[ABOUT THIS EXERCISE]:
Transcribe the data below verbatim from the line with "mod registry;" to the line with "applying field values.". Include both of those lines.

Collected data entries
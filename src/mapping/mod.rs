//! Schema-driven conversion between fixed-layout binary records and text.
//!
//! A [`RecordTable`] describes where every named field of one record type
//! lives. The [`codec`] renders a field of a raw record buffer to text and
//! parses text back into it, and [`update`] applies `key=value|key=value`
//! batches to a copy of a record.

pub mod codec;
mod field;
mod registry;
mod table;
pub mod update;

pub use field::{ElementType, EnumDef, Field, IntWidth};
pub use registry::{DataId, Registry};
pub use table::{RecordTable, TableBuilder};
pub use update::{Batch, Entry, Outcome, Pair, Update};

/// Errors raised while rendering, parsing or applying field values.
#[derive(Debug, Clone, PartialEq, Eq, thiserror::Error)]
pub enum Error {
    /// The descriptor cannot be handled. Never raised for a validated table.
    #[error("field `{field}` has an unsupported element type")]
    UnsupportedType { field: &'static str },

    #[error("invalid value `{value}` for field `{field}`: {reason}")]
    MalformedValue {
        field: &'static str,
        value: String,
        reason: String,
    },

    #[error("value for field `{field}` is {len} bytes long, at most {max} fit")]
    ValueTooLong {
        field: &'static str,
        len: usize,
        max: usize,
    },

    #[error("field `{field}` ends at byte {end}, record buffer holds {len}")]
    OutOfRange {
        field: &'static str,
        end: usize,
        len: usize,
    },

    #[error("record `{record}` is {expected} bytes, got {actual}")]
    RecordSize {
        record: &'static str,
        expected: usize,
        actual: usize,
    },

    #[error("malformed pair `{0}`, expected key=value")]
    MalformedPair(String),

    #[error("unknown key `{0}`")]
    UnknownKey(String),

    #[error("no key=value pairs in update")]
    EmptyOrMalformedBatch,
}

impl Error {
    /// The key or field the error is about, if any.
    pub fn key(&self) -> Option<&str> {
        match self {
            Self::UnsupportedType { field }
            | Self::MalformedValue { field, .. }
            | Self::ValueTooLong { field, .. }
            | Self::OutOfRange { field, .. } => Some(field),
            Self::UnknownKey(key) => Some(key),
            Self::MalformedPair(segment) => Some(segment),
            Self::RecordSize { .. } | Self::EmptyOrMalformedBatch => None,
        }
    }
}

/// Defects found while building a [`RecordTable`] or a [`Registry`].
#[derive(Debug, Clone, PartialEq, Eq, thiserror::Error)]
pub enum TableError {
    #[error("{table}: duplicate field `{field}`")]
    Duplicate {
        table: &'static str,
        field: &'static str,
    },

    #[error("{table}: field `{field}` has no elements")]
    Empty {
        table: &'static str,
        field: &'static str,
    },

    #[error("{table}: field `{field}` ends at byte {end}, past the record size {size}")]
    OutOfBounds {
        table: &'static str,
        field: &'static str,
        end: usize,
        size: usize,
    },

    #[error("{table}: fields `{first}` and `{second}` overlap")]
    Overlap {
        table: &'static str,
        first: &'static str,
        second: &'static str,
    },

    #[error("{table}: field `{field}` is unsupported ({reason})")]
    Unsupported {
        table: &'static str,
        field: &'static str,
        reason: &'static str,
    },

    #[error("record type {0} registered twice")]
    DuplicateRecord(DataId),
}

pub type Result<T> = std::result::Result<T, Error>;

[RESULT OF THE EXERCISE]:
mod registry;
mod table;
pub mod update;

pub use field::{ElementType, EnumDef, Field, IntWidth};
pub use registry::{DataId, Registry};
pub use table::{RecordTable, TableBuilder};
pub use update::{Batch, Entry, Outcome, Pair, Update};

/// Errors raised while rendering, parsing or applying field values.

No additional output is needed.